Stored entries
↓
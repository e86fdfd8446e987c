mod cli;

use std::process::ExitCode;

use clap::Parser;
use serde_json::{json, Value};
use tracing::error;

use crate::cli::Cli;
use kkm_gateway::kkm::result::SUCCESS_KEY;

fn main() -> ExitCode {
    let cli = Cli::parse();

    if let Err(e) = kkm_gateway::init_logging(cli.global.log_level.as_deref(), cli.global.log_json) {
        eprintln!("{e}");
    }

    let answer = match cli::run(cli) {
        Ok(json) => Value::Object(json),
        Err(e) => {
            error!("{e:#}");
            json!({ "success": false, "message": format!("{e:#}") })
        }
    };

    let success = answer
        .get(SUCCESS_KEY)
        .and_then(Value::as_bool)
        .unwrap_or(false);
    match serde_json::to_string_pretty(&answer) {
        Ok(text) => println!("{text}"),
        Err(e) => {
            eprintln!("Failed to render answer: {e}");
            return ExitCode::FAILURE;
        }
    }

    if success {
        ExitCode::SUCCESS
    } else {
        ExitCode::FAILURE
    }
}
↑
EXERCISE DETAILS:
Scan the records above for the word "match" and return every line where it occurs.

TASK OUTPUT:
    let answer = match cli::run(cli) {
    match serde_json::to_string_pretty(&answer) {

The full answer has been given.